Infants were randomised within 24 hours of birth to receive PN containing either high [RDI of amino acids (Imm-RDI)] or low [incremental amino acids (Inc-AA) control] levels of amino acids. In addition, infants were randomised to receive either 20% SMOFlipid® (Fresenius Kabi AG, Richmond Hill, ON, Canada) or 20% Intralipid® (Fresenius Kabi AG, Richmond Hill, ON, Canada) (control). This resulted in four groups: (1) Inc-AA/Intralipid, (2) Inc-AA/SMOFlipid, (3) Imm-RDI/Intralipid and (4) Imm-RDI/SMOFlipid. The intervention was continued until infants were receiving 150 ml/kg/day of enteral feeds for 24 hours.
Primary outcome measure
For the amino acid intervention, this was non-adipose or lean body mass measured by magnetic resonance imaging. For the lipid composition intervention, this was IHCL content as measured by hepatic magnetic resonance spectroscopy. Primary outcomes were measured at term age equivalent, between 37 and 44 weeks postmenstrual age.
We randomised 168 infants born before 31 weeks of gestation. We evaluated outcomes, at term, in 133 infants. There were no significant differences in non-adipose mass between the Imm-RDI and Inc-AA groups [adjusted mean difference 1.0 g, 95% confidence interval (CI) –108 to 111 g] or in levels of IHCLs between the SMOFlipid and Intralipid groups (adjusted mean SMOFlipid to Intralipid ratio 1.1, 95% CI 0.8 to 1.6). Infants receiving the Imm-RDI were more likely than Inc-AA infants to have blood urea nitrogen levels > 7 mmol/l [75% vs. 49% (p < 0.01)] and > 10 mmol/l [49% vs. 18% (p < 0.01)]. Furthermore, head circumference at term was smaller in the Imm-RDI group (mean difference –0.8 cm, 95% CI –1.5 to –0.1 cm; p = 0.02). There were no significant differences in any prespecified secondary outcomes, including adiposity, liver function tests, weight, length and mortality.
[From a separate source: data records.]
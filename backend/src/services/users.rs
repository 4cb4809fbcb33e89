//! User account service
//!
//! Signup, login, daily-entry bookkeeping, and profile patching on top of
//! the file-backed store. The update discipline is read-modify-write on
//! the whole user record; concurrent submissions for one user are
//! last-writer-wins (inherited limitation, documented in DESIGN.md).

use crate::error::ApiError;
use crate::services::goals::GoalService;
use crate::store::UserStore;
use chrono::Utc;
use health_companion_shared::models::{Credentials, DailyEntry, User, UserProfile};
use health_companion_shared::progress::{current_streak, last_entry_date};
use health_companion_shared::summary::DailySummary;
use health_companion_shared::types::{DailyLogRequest, ProfilePatch, ProgressResponse};
use tracing::info;
use uuid::Uuid;

/// User service for business logic
pub struct UserService;

impl UserService {
    /// Create a user with a freshly generated goal.
    ///
    /// Email uniqueness is expected but not enforced; lookups by email
    /// settle duplicates by taking the first stored match.
    pub async fn signup(
        store: &UserStore,
        email: String,
        password: String,
        profile: UserProfile,
    ) -> Result<User, ApiError> {
        if email.trim().is_empty() {
            return Err(ApiError::Validation("Email must not be empty".to_string()));
        }

        let now = Utc::now();
        let user = User {
            id: Uuid::new_v4(),
            credentials: Credentials {
                email,
                // Stored as-is; hashing is explicitly out of scope
                password,
                created_at: now,
            },
            goal: GoalService::generate_goal(&profile),
            profile,
            progress: Default::default(),
            created_at: now,
            updated_at: now,
        };

        store
            .insert(user.clone())
            .await
            .map_err(ApiError::Storage)?;
        info!(user_id = %user.id, "User created");
        Ok(user)
    }

    /// Authenticate with email and password.
    ///
    /// Plaintext comparison, preserved as a known defect.
    pub async fn authenticate(
        store: &UserStore,
        email: &str,
        password: &str,
    ) -> Result<User, ApiError> {
        match store.find_by_email(email).await {
            Some(user) if user.credentials.password == password => Ok(user),
            _ => Err(ApiError::Unauthorized(
                "Invalid email or password".to_string(),
            )),
        }
    }

    /// Fetch a user by id, mapping absence to the NotFound outcome.
    pub async fn get_user(store: &UserStore, user_id: Uuid) -> Result<User, ApiError> {
        store
            .get(user_id)
            .await
            .ok_or_else(|| ApiError::NotFound(format!("User {user_id} not found")))
    }

    /// Append a daily entry and recompute the derived progress fields.
    ///
    /// Entries are append-only; `total_entries`, `current_streak`, and
    /// `last_entry_date` are recomputed from the entry list rather than
    /// incremented, so they cannot drift.
    pub async fn add_daily_entry(
        store: &UserStore,
        user_id: Uuid,
        request: &DailyLogRequest,
        summary: Option<DailySummary>,
    ) -> Result<User, ApiError> {
        let mut user = Self::get_user(store, user_id).await?;

        let today = Utc::now().date_naive();
        let entry = DailyEntry {
            date: request.date.unwrap_or(today),
            meals: request.meals.clone(),
            exercises: request.exercises.clone(),
            lifestyle: request.lifestyle.clone(),
            summary,
            created_at: Utc::now(),
        };

        user.progress.entries.push(entry);
        user.progress.total_entries = user.progress.entries.len();
        user.progress.current_streak = current_streak(&user.progress.entries, today);
        user.progress.last_entry_date = last_entry_date(&user.progress.entries);
        user.updated_at = Utc::now();

        let saved = store
            .save(user.clone())
            .await
            .map_err(ApiError::Storage)?;
        if !saved {
            return Err(ApiError::NotFound(format!("User {user_id} not found")));
        }

        info!(
            user_id = %user.id,
            streak = user.progress.current_streak,
            entries = user.progress.total_entries,
            "Daily entry recorded"
        );
        Ok(user)
    }

    /// Progress summary for a user.
    pub async fn progress_summary(
        store: &UserStore,
        user_id: Uuid,
    ) -> Result<ProgressResponse, ApiError> {
        let user = Self::get_user(store, user_id).await?;
        Ok(ProgressResponse {
            total_entries: user.progress.total_entries,
            current_streak: user.progress.current_streak,
            last_entry_date: user.progress.last_entry_date,
            goal: user.goal,
        })
    }

    /// Most recent entries, date-descending.
    pub async fn recent_entries(
        store: &UserStore,
        user_id: Uuid,
        days: usize,
    ) -> Result<Vec<DailyEntry>, ApiError> {
        let user = Self::get_user(store, user_id).await?;
        let mut entries = user.progress.entries;
        entries.sort_by(|a, b| b.date.cmp(&a.date));
        entries.truncate(days);
        Ok(entries)
    }

    /// Apply a profile patch and regenerate the goal.
    ///
    /// Every patchable field is enumerated on [`ProfilePatch`]; absent
    /// fields are left untouched. An empty patch is rejected rather than
    /// silently regenerating the goal. The goal is regenerated from the
    /// updated profile, replacing the previous one.
    pub async fn update_profile(
        store: &UserStore,
        user_id: Uuid,
        patch: ProfilePatch,
    ) -> Result<User, ApiError> {
        if patch.is_empty() {
            return Err(ApiError::Validation(
                "Profile update must change at least one field".to_string(),
            ));
        }

        let mut user = Self::get_user(store, user_id).await?;

        if let Some(email) = patch.email {
            user.credentials.email = email;
        }
        if let Some(name) = patch.name {
            user.profile.name = name;
        }
        if let Some(age) = patch.age {
            user.profile.age = age;
        }
        if let Some(gender) = patch.gender {
            user.profile.gender = gender;
        }
        if let Some(weight_kg) = patch.weight_kg {
            user.profile.weight_kg = weight_kg;
        }
        if let Some(height_cm) = patch.height_cm {
            user.profile.height_cm = height_cm;
        }
        if let Some(activity_level) = patch.activity_level {
            user.profile.activity_level = activity_level;
        }
        if let Some(medical_conditions) = patch.medical_conditions {
            user.profile.medical_conditions = medical_conditions;
        }
        if let Some(dietary_restrictions) = patch.dietary_restrictions {
            user.profile.dietary_restrictions = dietary_restrictions;
        }
        if let Some(primary_health_goal) = patch.primary_health_goal {
            user.profile.primary_health_goal = primary_health_goal;
        }
        if let Some(motivation) = patch.motivation {
            user.profile.motivation = Some(motivation);
        }

        user.goal = GoalService::generate_goal(&user.profile);
        user.updated_at = Utc::now();

        let saved = store
            .save(user.clone())
            .await
            .map_err(ApiError::Storage)?;
        if !saved {
            return Err(ApiError::NotFound(format!("User {user_id} not found")));
        }

        info!(user_id = %user.id, "Profile updated, goal regenerated");
        Ok(user)
    }
}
Not all eligible babies were available for recruitment, as pharmacy staff trained in clinical trial procedures were unavailable at weekends in three of the four centres. We were able to assess brain volumes in only one-third of participants, as imaging was carried out while the participants were sleeping naturally and we measured primary outcomes first and continued to brain imaging only if the infant remained asleep.
Immediate delivery of the recommended daily intake of parenteral amino acids does not benefit body composition or growth to term and may be harmful; SMOFlipid does not affect IHCL content.
The long-term functional outcomes of early administration of RDI of amino acids and the use of SMOFlipid, including neurodevelopment, body composition and metabolic health, should be evaluated.